WHAT YOU WILL DO:
Write out every line below that contains "CorruptStore".

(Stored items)

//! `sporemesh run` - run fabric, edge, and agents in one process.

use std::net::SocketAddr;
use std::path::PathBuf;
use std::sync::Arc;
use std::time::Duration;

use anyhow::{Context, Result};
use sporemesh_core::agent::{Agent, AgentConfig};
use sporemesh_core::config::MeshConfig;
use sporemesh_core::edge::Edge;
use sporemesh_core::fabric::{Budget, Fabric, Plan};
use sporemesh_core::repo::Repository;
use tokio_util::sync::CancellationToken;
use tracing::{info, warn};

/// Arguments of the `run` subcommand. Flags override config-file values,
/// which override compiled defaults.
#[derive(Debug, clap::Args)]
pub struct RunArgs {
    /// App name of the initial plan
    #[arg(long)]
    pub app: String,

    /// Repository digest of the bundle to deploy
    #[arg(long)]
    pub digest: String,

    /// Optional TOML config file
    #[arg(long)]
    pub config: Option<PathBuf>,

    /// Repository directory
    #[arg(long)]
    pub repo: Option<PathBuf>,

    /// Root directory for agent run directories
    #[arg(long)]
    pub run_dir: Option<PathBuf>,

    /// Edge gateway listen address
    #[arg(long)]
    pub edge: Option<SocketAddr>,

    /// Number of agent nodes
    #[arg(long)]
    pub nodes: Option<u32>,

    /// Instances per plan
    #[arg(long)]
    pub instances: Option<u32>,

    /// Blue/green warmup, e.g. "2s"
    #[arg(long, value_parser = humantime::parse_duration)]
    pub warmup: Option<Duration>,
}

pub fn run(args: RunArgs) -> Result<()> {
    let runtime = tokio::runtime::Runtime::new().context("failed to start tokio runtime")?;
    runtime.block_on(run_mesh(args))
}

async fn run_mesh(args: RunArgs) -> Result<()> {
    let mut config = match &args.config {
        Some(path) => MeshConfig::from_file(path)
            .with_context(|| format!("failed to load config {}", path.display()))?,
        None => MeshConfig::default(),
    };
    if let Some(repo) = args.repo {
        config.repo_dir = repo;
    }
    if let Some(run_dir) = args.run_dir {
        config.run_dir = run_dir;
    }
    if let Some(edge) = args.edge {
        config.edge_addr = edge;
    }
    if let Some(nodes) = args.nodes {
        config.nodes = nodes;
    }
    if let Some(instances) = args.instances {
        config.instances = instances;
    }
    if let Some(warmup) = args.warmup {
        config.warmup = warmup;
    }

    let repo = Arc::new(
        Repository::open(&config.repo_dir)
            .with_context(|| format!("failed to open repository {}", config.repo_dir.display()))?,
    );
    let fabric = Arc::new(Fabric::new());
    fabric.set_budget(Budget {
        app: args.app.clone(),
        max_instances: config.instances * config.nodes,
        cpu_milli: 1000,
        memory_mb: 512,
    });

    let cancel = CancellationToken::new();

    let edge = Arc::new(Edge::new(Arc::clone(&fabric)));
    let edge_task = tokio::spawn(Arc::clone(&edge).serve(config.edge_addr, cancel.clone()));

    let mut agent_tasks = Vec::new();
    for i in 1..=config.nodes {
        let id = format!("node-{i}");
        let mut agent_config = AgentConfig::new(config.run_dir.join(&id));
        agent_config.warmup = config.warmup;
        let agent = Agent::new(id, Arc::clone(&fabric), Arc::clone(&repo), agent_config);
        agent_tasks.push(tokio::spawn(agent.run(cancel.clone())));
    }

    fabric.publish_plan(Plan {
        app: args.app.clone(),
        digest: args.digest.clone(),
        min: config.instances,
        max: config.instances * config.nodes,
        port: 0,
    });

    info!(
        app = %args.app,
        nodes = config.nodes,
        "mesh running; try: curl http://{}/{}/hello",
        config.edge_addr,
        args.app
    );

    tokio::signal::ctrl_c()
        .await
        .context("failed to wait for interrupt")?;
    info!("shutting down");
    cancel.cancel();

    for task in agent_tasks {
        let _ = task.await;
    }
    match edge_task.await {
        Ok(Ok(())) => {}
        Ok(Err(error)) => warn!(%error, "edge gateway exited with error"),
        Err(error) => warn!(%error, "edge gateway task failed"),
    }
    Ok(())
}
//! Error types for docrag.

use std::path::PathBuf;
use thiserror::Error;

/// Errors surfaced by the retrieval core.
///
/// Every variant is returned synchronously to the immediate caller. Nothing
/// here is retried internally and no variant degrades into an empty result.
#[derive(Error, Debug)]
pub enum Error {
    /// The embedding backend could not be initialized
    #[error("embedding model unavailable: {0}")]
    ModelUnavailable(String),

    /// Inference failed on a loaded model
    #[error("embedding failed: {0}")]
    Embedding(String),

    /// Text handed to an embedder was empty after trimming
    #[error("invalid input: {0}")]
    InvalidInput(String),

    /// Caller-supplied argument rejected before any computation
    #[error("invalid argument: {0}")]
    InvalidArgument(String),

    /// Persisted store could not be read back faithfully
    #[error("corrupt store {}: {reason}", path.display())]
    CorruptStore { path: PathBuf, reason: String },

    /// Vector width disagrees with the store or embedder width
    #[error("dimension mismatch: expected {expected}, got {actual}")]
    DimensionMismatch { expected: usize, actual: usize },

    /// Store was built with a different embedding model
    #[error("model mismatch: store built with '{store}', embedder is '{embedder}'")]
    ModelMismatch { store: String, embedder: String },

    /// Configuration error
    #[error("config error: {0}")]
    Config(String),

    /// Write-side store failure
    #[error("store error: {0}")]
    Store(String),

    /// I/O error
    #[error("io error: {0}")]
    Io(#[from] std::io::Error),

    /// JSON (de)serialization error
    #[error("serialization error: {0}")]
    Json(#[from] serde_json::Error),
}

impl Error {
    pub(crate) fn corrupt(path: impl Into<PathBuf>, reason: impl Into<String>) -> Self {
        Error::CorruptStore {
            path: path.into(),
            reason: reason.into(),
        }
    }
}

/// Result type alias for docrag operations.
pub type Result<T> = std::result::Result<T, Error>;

ANSWER SPACE:
    CorruptStore { path: PathBuf, reason: String },
        Error::CorruptStore {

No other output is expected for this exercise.